In the listing below, the lines starting with the line with "#[derive(Debug, Clone)]" and going on through the line with "defaults in place." are to be reproduced exactly, and only those.

INPUT RECORDS:
*-*-*

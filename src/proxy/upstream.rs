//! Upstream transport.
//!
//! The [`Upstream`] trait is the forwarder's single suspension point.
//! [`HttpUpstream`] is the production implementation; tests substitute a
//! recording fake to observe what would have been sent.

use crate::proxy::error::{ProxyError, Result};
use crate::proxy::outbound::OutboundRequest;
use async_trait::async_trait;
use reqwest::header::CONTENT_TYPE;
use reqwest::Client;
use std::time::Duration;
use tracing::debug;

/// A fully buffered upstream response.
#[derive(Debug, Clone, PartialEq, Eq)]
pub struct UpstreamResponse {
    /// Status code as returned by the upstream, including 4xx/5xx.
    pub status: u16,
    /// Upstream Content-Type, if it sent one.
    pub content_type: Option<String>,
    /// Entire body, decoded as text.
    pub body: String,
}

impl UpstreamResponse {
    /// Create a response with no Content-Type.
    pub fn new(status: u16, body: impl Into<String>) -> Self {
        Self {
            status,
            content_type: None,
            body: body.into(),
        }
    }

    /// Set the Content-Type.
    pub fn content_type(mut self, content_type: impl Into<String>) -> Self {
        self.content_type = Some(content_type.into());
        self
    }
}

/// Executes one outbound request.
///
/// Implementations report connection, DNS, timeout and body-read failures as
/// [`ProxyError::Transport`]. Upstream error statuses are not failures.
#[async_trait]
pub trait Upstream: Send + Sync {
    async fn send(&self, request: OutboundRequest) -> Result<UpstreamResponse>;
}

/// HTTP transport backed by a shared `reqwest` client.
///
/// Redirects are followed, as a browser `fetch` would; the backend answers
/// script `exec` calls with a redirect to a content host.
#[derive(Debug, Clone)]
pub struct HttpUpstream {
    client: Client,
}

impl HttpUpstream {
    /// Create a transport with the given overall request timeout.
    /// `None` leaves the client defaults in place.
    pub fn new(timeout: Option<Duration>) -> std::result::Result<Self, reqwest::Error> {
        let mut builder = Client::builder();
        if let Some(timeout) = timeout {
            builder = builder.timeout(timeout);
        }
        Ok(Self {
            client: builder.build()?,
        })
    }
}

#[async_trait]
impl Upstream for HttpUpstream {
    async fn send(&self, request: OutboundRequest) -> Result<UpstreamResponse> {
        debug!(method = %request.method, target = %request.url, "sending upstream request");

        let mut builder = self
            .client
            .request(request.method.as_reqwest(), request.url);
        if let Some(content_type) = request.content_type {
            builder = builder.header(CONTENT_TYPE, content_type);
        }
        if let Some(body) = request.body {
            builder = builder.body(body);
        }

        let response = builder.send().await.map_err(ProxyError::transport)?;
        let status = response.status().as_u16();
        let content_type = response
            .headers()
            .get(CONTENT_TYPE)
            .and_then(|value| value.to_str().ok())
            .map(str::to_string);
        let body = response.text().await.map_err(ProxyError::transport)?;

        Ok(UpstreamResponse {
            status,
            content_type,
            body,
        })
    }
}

*-*-*

WRITTEN ANSWER:
#[derive(Debug, Clone)]
pub struct HttpUpstream {
    client: Client,
}

impl HttpUpstream {
    /// Create a transport with the given overall request timeout.
    /// `None` leaves the client defaults in place.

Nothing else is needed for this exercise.